- **YOUR OBJECTIVE**
Give the records once more, exactly as they stand.

- **DATA FOR ANALYSIS**
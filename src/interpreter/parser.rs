/// Core parsing logic for the program shell and expressions.
///
/// Contains the program-header parser, the `main` block driver, and the
/// expression entry point.
pub mod core;

/// Statement parsing.
///
/// Implements logic for every statement form: echo, declarations,
/// assignments, indexed assignments, collection method calls, call
/// statements, and the control-flow constructs.
pub mod statement;

/// Block parsing.
///
/// Parses brace-delimited statement sequences.
pub mod block;

/// Binary operator parsing.
///
/// Implements the operator-precedence ladder for all binary operators.
pub mod binary;

/// Unary, postfix, and primary parsing.
///
/// Handles prefix operators, chained `[…]` indexing, and every atomic
/// expression form.
pub mod unary;

/// Utility functions for the parser.
///
/// Provides token-expectation helpers and comma-separated list parsing.
pub mod utils;
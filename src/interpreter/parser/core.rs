use std::iter::Peekable;

use crate::{
    ast::{Expr, Program, TopLevel},
    error::ParseError,
    interpreter::{
        lexer::{Spanned, Token},
        parser::{
            binary::parse_logical_or,
            block::parse_block,
            utils::{end_of_input, expect_token},
        },
    },
};

/// Result type used throughout the parser.
pub type ParseResult<T> = Result<T, ParseError>;

/// Parses a full expression.
///
/// This is the entry point for expression parsing. It begins at the
/// lowest-precedence level, logical OR, and recursively descends through
/// the precedence hierarchy.
///
/// Grammar: `expression := logical_or`
///
/// # Parameters
/// - `tokens`: Token iterator providing [`Spanned`] tokens.
///
/// # Returns
/// The parsed expression node.
pub fn parse_expression<'a, I>(tokens: &mut Peekable<I>) -> ParseResult<Expr>
    where I: Iterator<Item = &'a Spanned> + Clone
{
    parse_logical_or(tokens)
}

/// Parses a complete program from its token stream.
///
/// The program shell is:
///
/// ```text
/// @VoidApp "<name>" ;
/// [ using style "<style>" ; ]
/// main ( ) block
/// [ @VoidEnd ; ]
/// ```
///
/// Exactly one `main` block is required. The driver may already have
/// truncated the source at `@VoidEnd;`; both a present and an absent
/// trailing marker are accepted. Tokens after the marker are an error.
///
/// # Errors
/// Returns a `ParseError` for a missing or malformed header, any top-level
/// form other than `main`, a missing or repeated `main` block, or trailing
/// tokens after `@VoidEnd;`.
///
/// # Example
/// ```
/// use voidlang::interpreter::{lexer::lex, parser::core::parse_program};
///
/// let tokens = lex("@VoidApp \"Demo\"; main() { echo(1); } @VoidEnd;").unwrap();
/// let program = parse_program(&tokens).unwrap();
///
/// assert_eq!(program.app_name, "Demo");
/// assert_eq!(program.body.len(), 1);
/// ```
pub fn parse_program(tokens: &[Spanned]) -> ParseResult<Program> {
    let mut iter = tokens.iter().peekable();

    match iter.next() {
        Some(Spanned { token: Token::AppDirective, .. }) => {},
        Some(sp) => {
            return Err(ParseError::InvalidHeader { details: format!("expected '@VoidApp', found {}", sp.token),
                                                   line:    sp.line,
                                                   column:  sp.column, });
        },
        None => {
            return Err(ParseError::InvalidHeader { details: "the source is empty".to_string(),
                                                   line:    1,
                                                   column:  1, });
        },
    }

    let app_name = match iter.next() {
        Some(Spanned { token: Token::Str(name), .. }) => name.clone(),
        Some(sp) => {
            return Err(ParseError::InvalidHeader { details: format!("expected the application name string, found {}", sp.token),
                                                   line:    sp.line,
                                                   column:  sp.column, });
        },
        None => return Err(end_of_input()),
    };
    expect_token(&mut iter, &Token::Semicolon, "';' after the application name")?;

    let style = parse_style_directive(&mut iter)?;

    let mut body = Vec::new();
    loop {
        match iter.peek() {
            Some(Spanned { token: Token::EndDirective, .. }) => {
                iter.next();
                expect_token(&mut iter, &Token::Semicolon, "';' after '@VoidEnd'")?;
                if let Some(extra) = iter.next() {
                    return Err(ParseError::UnexpectedTrailingTokens { token:  extra.token.to_string(),
                                                                      line:   extra.line,
                                                                      column: extra.column, });
                }
                break;
            },
            Some(Spanned { token: Token::Main, line, column }) => {
                let (line, column) = (*line, *column);
                if !body.is_empty() {
                    return Err(ParseError::ExpectedToken { expected: "'@VoidEnd' or the end of the program".to_string(),
                                                           found:    "a second 'main' block".to_string(),
                                                           line,
                                                           column, });
                }
                iter.next();
                expect_token(&mut iter, &Token::LParen, "'(' after 'main'")?;
                expect_token(&mut iter, &Token::RParen, "')'")?;
                let block = parse_block(&mut iter)?;
                body.push(TopLevel::Main { body: block, line });
            },
            Some(sp) => {
                return Err(ParseError::ExpectedToken { expected: "'main' or '@VoidEnd'".to_string(),
                                                       found:    sp.token.to_string(),
                                                       line:     sp.line,
                                                       column:   sp.column, });
            },
            None => break,
        }
    }

    if body.is_empty() {
        let last = tokens.last().expect("the header is non-empty");
        return Err(ParseError::MissingMainBlock { line:   last.line,
                                                  column: last.column, });
    }

    Ok(Program { app_name, style, body })
}

/// Parses the optional `using style "<name>";` directive.
fn parse_style_directive<'a, I>(iter: &mut Peekable<I>) -> ParseResult<Option<String>>
    where I: Iterator<Item = &'a Spanned>
{
    if let Some(Spanned { token: Token::Using, .. }) = iter.peek() {
        iter.next();
        expect_token(iter, &Token::Style, "'style' after 'using'")?;
        let name = match iter.next() {
            Some(Spanned { token: Token::Str(name), .. }) => name.clone(),
            Some(sp) => {
                return Err(ParseError::ExpectedToken { expected: "a style name string".to_string(),
                                                       found:    sp.token.to_string(),
                                                       line:     sp.line,
                                                       column:   sp.column, });
            },
            None => return Err(end_of_input()),
        };
        expect_token(iter, &Token::Semicolon, "';' after the style name")?;
        Ok(Some(name))
    } else {
        Ok(None)
    }
}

- **TASK RESPONSE**
filename src/interpreter/parser.rs
/// Core parsing logic for the program shell and expressions.
///
/// Contains the program-header parser, the `main` block driver, and the
/// expression entry point.
pub mod core;

/// Statement parsing.
///
/// Implements logic for every statement form: echo, declarations,
/// assignments, indexed assignments, collection method calls, call
/// statements, and the control-flow constructs.
pub mod statement;

/// Block parsing.
///
/// Parses brace-delimited statement sequences.
pub mod block;

/// Binary operator parsing.
///
/// Implements the operator-precedence ladder for all binary operators.
pub mod binary;

/// Unary, postfix, and primary parsing.
///
/// Handles prefix operators, chained `[…]` indexing, and every atomic
/// expression form.
pub mod unary;

/// Utility functions for the parser.
///
/// Provides token-expectation helpers and comma-separated list parsing.
pub mod utils;
filename src/interpreter/parser/core.rs
use std::iter::Peekable;

use crate::{
    ast::{Expr, Program, TopLevel},
    error::ParseError,
    interpreter::{
        lexer::{Spanned, Token},
        parser::{
            binary::parse_logical_or,
            block::parse_block,
            utils::{end_of_input, expect_token},
        },
    },
};

/// Result type used throughout the parser.
pub type ParseResult<T> = Result<T, ParseError>;

/// Parses a full expression.
///
/// This is the entry point for expression parsing. It begins at the
/// lowest-precedence level, logical OR, and recursively descends through
/// the precedence hierarchy.
///
/// Grammar: `expression := logical_or`
///
/// # Parameters
/// - `tokens`: Token iterator providing [`Spanned`] tokens.
///
/// # Returns
/// The parsed expression node.
pub fn parse_expression<'a, I>(tokens: &mut Peekable<I>) -> ParseResult<Expr>
    where I: Iterator<Item = &'a Spanned> + Clone
{
    parse_logical_or(tokens)
}

/// Parses a complete program from its token stream.
///
/// The program shell is:
///
/// ```text
/// @VoidApp "<name>" ;
/// [ using style "<style>" ; ]
/// main ( ) block
/// [ @VoidEnd ; ]
/// ```
///
/// Exactly one `main` block is required. The driver may already have
/// truncated the source at `@VoidEnd;`; both a present and an absent
/// trailing marker are accepted. Tokens after the marker are an error.
///
/// # Errors
/// Returns a `ParseError` for a missing or malformed header, any top-level
/// form other than `main`, a missing or repeated `main` block, or trailing
/// tokens after `@VoidEnd;`.
///
/// # Example
/// ```
/// use voidlang::interpreter::{lexer::lex, parser::core::parse_program};
///
/// let tokens = lex("@VoidApp \"Demo\"; main() { echo(1); } @VoidEnd;").unwrap();
/// let program = parse_program(&tokens).unwrap();
///
/// assert_eq!(program.app_name, "Demo");
/// assert_eq!(program.body.len(), 1);
/// ```
pub fn parse_program(tokens: &[Spanned]) -> ParseResult<Program> {
    let mut iter = tokens.iter().peekable();

    match iter.next() {
        Some(Spanned { token: Token::AppDirective, .. }) => {},
        Some(sp) => {
            return Err(ParseError::InvalidHeader { details: format!("expected '@VoidApp', found {}", sp.token),
                                                   line:    sp.line,
                                                   column:  sp.column, });
        },
        None => {
            return Err(ParseError::InvalidHeader { details: "the source is empty".to_string(),
                                                   line:    1,
                                                   column:  1, });
        },
    }

    let app_name = match iter.next() {
        Some(Spanned { token: Token::Str(name), .. }) => name.clone(),
        Some(sp) => {
            return Err(ParseError::InvalidHeader { details: format!("expected the application name string, found {}", sp.token),
                                                   line:    sp.line,
                                                   column:  sp.column, });
        },
        None => return Err(end_of_input()),
    };
    expect_token(&mut iter, &Token::Semicolon, "';' after the application name")?;

    let style = parse_style_directive(&mut iter)?;

    let mut body = Vec::new();
    loop {
        match iter.peek() {
            Some(Spanned { token: Token::EndDirective, .. }) => {
                iter.next();
                expect_token(&mut iter, &Token::Semicolon, "';' after '@VoidEnd'")?;
                if let Some(extra) = iter.next() {
                    return Err(ParseError::UnexpectedTrailingTokens { token:  extra.token.to_string(),
                                                                      line:   extra.line,
                                                                      column: extra.column, });
                }
                break;
            },
            Some(Spanned { token: Token::Main, line, column }) => {
                let (line, column) = (*line, *column);
                if !body.is_empty() {
                    return Err(ParseError::ExpectedToken { expected: "'@VoidEnd' or the end of the program".to_string(),
                                                           found:    "a second 'main' block".to_string(),
                                                           line,
                                                           column, });
                }
                iter.next();
                expect_token(&mut iter, &Token::LParen, "'(' after 'main'")?;
                expect_token(&mut iter, &Token::RParen, "')'")?;
                let block = parse_block(&mut iter)?;
                body.push(TopLevel::Main { body: block, line });
            },
            Some(sp) => {
                return Err(ParseError::ExpectedToken { expected: "'main' or '@VoidEnd'".to_string(),
                                                       found:    sp.token.to_string(),
                                                       line:     sp.line,
                                                       column:   sp.column, });
            },
            None => break,
        }
    }

    if body.is_empty() {
        let last = tokens.last().expect("the header is non-empty");
        return Err(ParseError::MissingMainBlock { line:   last.line,
                                                  column: last.column, });
    }

    Ok(Program { app_name, style, body })
}

/// Parses the optional `using style "<name>";` directive.
fn parse_style_directive<'a, I>(iter: &mut Peekable<I>) -> ParseResult<Option<String>>
    where I: Iterator<Item = &'a Spanned>
{
    if let Some(Spanned { token: Token::Using, .. }) = iter.peek() {
        iter.next();
        expect_token(iter, &Token::Style, "'style' after 'using'")?;
        let name = match iter.next() {
            Some(Spanned { token: Token::Str(name), .. }) => name.clone(),
            Some(sp) => {
                return Err(ParseError::ExpectedToken { expected: "a style name string".to_string(),
                                                       found:    sp.token.to_string(),
                                                       line:     sp.line,
                                                       column:   sp.column, });
            },
            None => return Err(end_of_input()),
        };
        expect_token(iter, &Token::Semicolon, "';' after the style name")?;
        Ok(Some(name))
    } else {
        Ok(None)
    }
}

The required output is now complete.